La PETITE apARTé scientifique – Que reste-t-il de Jeanne d’Arc ? Ou la carbonisation du bois au secours de l’archéologie

Jeanne d’Arc au bûcher

Jeanne d’Arc au bûcher Hermann Anton Stilke 1843 Huile sur toile Saint-Pétersbourg, Musée de l’Ermitage

Nous y voilà pour le premier bonus de l’apARTé scientifique -petite larme d’émotion … Billy ! Ouvre le champagne !- qui aura pour sujet la carbonisation ou pyrolyse -range ton Pokédex, ce n’est pas l’évolution d’Evoli ! Et puis tu l’as surnommé Rainer en plus ! (petite blague pour les joueurs de PokemonGo)- du bois. Car en effet ce sujet, en marge de celui traité dans l’apARTé scientifique officielle du numéro Ardent, nous intéresse particulièrement en archéologie où certains sites très anciens comme celui de Mureybet -de 9 500 à 8 300 avant Jules César si tu te souviens des cours d’Ariane Thomas … enfin je crois …- nous sont restés justement car certains bâtiments, avec des armatures en bois par exemple, ont brûlés et ne se sont donc pas décomposés.
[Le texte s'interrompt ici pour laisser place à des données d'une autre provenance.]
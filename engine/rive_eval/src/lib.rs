//! Rive Eval - reply selection, template interpolation and the engine.
//!
//! This crate provides:
//! - `Topic`/`Trigger`: compiled triggers, ranked most specific first
//! - `Condition`: `* left op right => reply` lines of a trigger
//! - `Selector`: first matching trigger plus a (weighted) random response
//! - `Interpolator`: renders a response template, invoking object macros
//! - `Engine`: the public `reply(session, utterance)` entry point
//!
//! # Reply Pipeline
//!
//! ```text
//! utterance -> normalize -> substitute -> select trigger
//!           -> redirect | first true condition | weighted response -> render
//! ```
//!
//! Redirects, trigger-level and inline, answer their target text with the
//! same pipeline one level deeper. Past `EngineConfig::max_depth` levels the
//! reply is the deep recursion message.
//!
//! A reply never fails outward. No match, render errors and macro failures
//! all resolve to configurable fallback text (see [`Messages`]), with a
//! `tracing` event recording what went wrong.
//!
//! # Ordering
//!
//! All work for one utterance, including every macro call in the chosen
//! response, runs under that session's turn lock. The next utterance of the
//! same session waits; other sessions proceed in parallel.

mod condition;
mod config;
mod engine;
mod errors;
mod interpolate;
mod selector;
mod topic;

pub use condition::{Comparison, Condition};
pub use config::{EngineConfig, Messages};
pub use engine::{Engine, LoadReport};
pub use errors::{LoadError, RenderError};
pub use interpolate::{Interpolator, MacroFailurePolicy, RedirectHook, SharedRng};
pub use selector::{choose_response, MatchResult, Selector};
pub use topic::{Topic, Trigger};
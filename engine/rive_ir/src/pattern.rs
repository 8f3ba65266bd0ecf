//! Compiled trigger patterns.
//!
//! A [`Pattern`] is the immutable result of compiling a trigger such as
//! `encode * in [md5|sha1] (please)`. Wildcards are numbered left to right
//! starting at 1; that number is the capture index used by `<star1>`.

use std::cmp::Ordering;
use std::fmt;

/// The word class a wildcard accepts.
#[derive(Copy, Clone, Debug, PartialEq, Eq, Hash)]
pub enum WildcardKind {
    /// `*`: any word.
    Any,
    /// `#`: words made of ASCII digits only.
    Numeric,
    /// `_`: words made of alphabetic characters only.
    Alpha,
}

impl WildcardKind {
    /// Map a marker character to its wildcard kind.
    pub fn from_marker(c: char) -> Option<Self> {
        match c {
            '*' => Some(Self::Any),
            '#' => Some(Self::Numeric),
            '_' => Some(Self::Alpha),
            _ => None,
        }
    }

    /// The marker character written in trigger source.
    pub fn marker(self) -> char {
        match self {
            Self::Any => '*',
            Self::Numeric => '#',
            Self::Alpha => '_',
        }
    }

    /// Returns `true` if `word` may be consumed by this wildcard.
    pub fn accepts(self, word: &str) -> bool {
        match self {
            Self::Any => !word.is_empty(),
            Self::Numeric => !word.is_empty() && word.bytes().all(|b| b.is_ascii_digit()),
            Self::Alpha => !word.is_empty() && word.chars().all(char::is_alphabetic),
        }
    }
}

/// One alternative inside an alternation or optional group.
///
/// Usually a single word, but `[good morning|hi]` yields a two-word
/// alternative followed by a one-word one.
#[derive(Clone, Debug, PartialEq, Eq, Hash)]
pub struct Alternative {
    words: Vec<String>,
}

impl Alternative {
    /// Create an alternative from already-normalized words.
    pub fn new(words: Vec<String>) -> Self {
        Alternative { words }
    }

    pub fn words(&self) -> &[String] {
        &self.words
    }

    pub fn len(&self) -> usize {
        self.words.len()
    }

    pub fn is_empty(&self) -> bool {
        self.words.is_empty()
    }
}

impl fmt::Display for Alternative {
    fn fmt(&self, f: &mut fmt::Formatter<'_>) -> fmt::Result {
        f.write_str(&self.words.join(" "))
    }
}

/// A single element of a compiled pattern.
#[derive(Clone, Debug, PartialEq, Eq, Hash)]
pub enum Segment {
    /// A word that must appear verbatim (after normalization).
    Literal(String),
    /// A greedy capture of one or more words.
    Wildcard(WildcardKind),
    /// `[a|b]`: exactly one of the alternatives must appear.
    Alternation(Vec<Alternative>),
    /// `(a|b)`: zero or one of the alternatives may appear.
    Optional(Vec<Alternative>),
}

impl Segment {
    /// Fewest input words this segment can consume.
    pub fn min_words(&self) -> usize {
        match self {
            Segment::Literal(_) | Segment::Wildcard(_) => 1,
            Segment::Alternation(alts) => alts.iter().map(Alternative::len).min().unwrap_or(0),
            Segment::Optional(_) => 0,
        }
    }

    pub fn is_literal(&self) -> bool {
        matches!(self, Segment::Literal(_))
    }
}

impl fmt::Display for Segment {
    fn fmt(&self, f: &mut fmt::Formatter<'_>) -> fmt::Result {
        match self {
            Segment::Literal(word) => f.write_str(word),
            Segment::Wildcard(kind) => write!(f, "{}", kind.marker()),
            Segment::Alternation(alts) => write_group(f, '[', ']', alts),
            Segment::Optional(alts) => write_group(f, '(', ')', alts),
        }
    }
}

fn write_group(
    f: &mut fmt::Formatter<'_>,
    open: char,
    close: char,
    alts: &[Alternative],
) -> fmt::Result {
    write!(f, "{open}")?;
    for (i, alt) in alts.iter().enumerate() {
        if i > 0 {
            f.write_str("|")?;
        }
        write!(f, "{alt}")?;
    }
    write!(f, "{close}")
}

/// Ranking key for trigger selection.
///
/// Orders the *most specific* pattern first: higher priority, then fewer
/// non-literal segments, then more literal words. Equal keys compare equal so
/// a stable sort keeps declaration order.
#[derive(Copy, Clone, Debug, PartialEq, Eq, Hash)]
pub struct Specificity {
    pub priority: i32,
    pub variable_segments: usize,
    pub literal_words: usize,
}

impl Ord for Specificity {
    fn cmp(&self, other: &Self) -> Ordering {
        other
            .priority
            .cmp(&self.priority)
            .then(self.variable_segments.cmp(&other.variable_segments))
            .then(other.literal_words.cmp(&self.literal_words))
    }
}

impl PartialOrd for Specificity {
    fn partial_cmp(&self, other: &Self) -> Option<Ordering> {
        Some(self.cmp(other))
    }
}

/// A compiled trigger pattern.
#[derive(Clone, Debug, PartialEq, Eq, Hash)]
pub struct Pattern {
    segments: Box<[Segment]>,
    priority: i32,
    /// `min_tail[i]` is the fewest words `segments[i..]` can consume.
    min_tail: Box<[usize]>,
    wildcards: usize,
}

impl Pattern {
    /// Build a pattern from compiled segments and a `{weight=N}` priority.
    pub fn new(segments: Vec<Segment>, priority: i32) -> Self {
        let mut min_tail = vec![0; segments.len() + 1];
        for (i, segment) in segments.iter().enumerate().rev() {
            min_tail[i] = min_tail[i + 1] + segment.min_words();
        }
        let wildcards = segments
            .iter()
            .filter(|s| matches!(s, Segment::Wildcard(_)))
            .count();
        Pattern {
            segments: segments.into_boxed_slice(),
            priority,
            min_tail: min_tail.into_boxed_slice(),
            wildcards,
        }
    }

    pub fn segments(&self) -> &[Segment] {
        &self.segments
    }

    pub fn priority(&self) -> i32 {
        self.priority
    }

    /// Number of wildcard segments, i.e. the highest valid `<starN>`.
    pub fn wildcard_count(&self) -> usize {
        self.wildcards
    }

    /// Fewest input words the segments from `index` onwards can consume.
    pub fn min_words_from(&self, index: usize) -> usize {
        self.min_tail.get(index).copied().unwrap_or(0)
    }

    pub fn specificity(&self) -> Specificity {
        let literal_words = self.segments.iter().filter(|s| s.is_literal()).count();
        Specificity {
            priority: self.priority,
            variable_segments: self.segments.len() - literal_words,
            literal_words,
        }
    }
}

/// Canonical source form. Recompiling it yields an equal `Pattern`.
impl fmt::Display for Pattern {
    fn fmt(&self, f: &mut fmt::Formatter<'_>) -> fmt::Result {
        for (i, segment) in self.segments.iter().enumerate() {
            if i > 0 {
                f.write_str(" ")?;
            }
            write!(f, "{segment}")?;
        }
        if self.priority != 0 {
            write!(f, " {{weight={}}}", self.priority)?;
        }
        Ok(())
    }
}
Petite étude de ce phénomène passionnant -si si, je vous jure !

 

Tout d’abord, faisons un petit point sur la composition du bois, parce qu’il est complexe le bougre ! Donc dans du bois vous avez : des « extraits » (résines, tanins, pigments, …) entre 4 à 15 %, de la lignine entre 18 et 35 %, de l’holocellulose (cellulose et hémicelluloses) entre 40 et 60 % et des « cendres » (oxydes de Ca, K, Na, Mg, Si, Fe, P, …) pour environ 1 %.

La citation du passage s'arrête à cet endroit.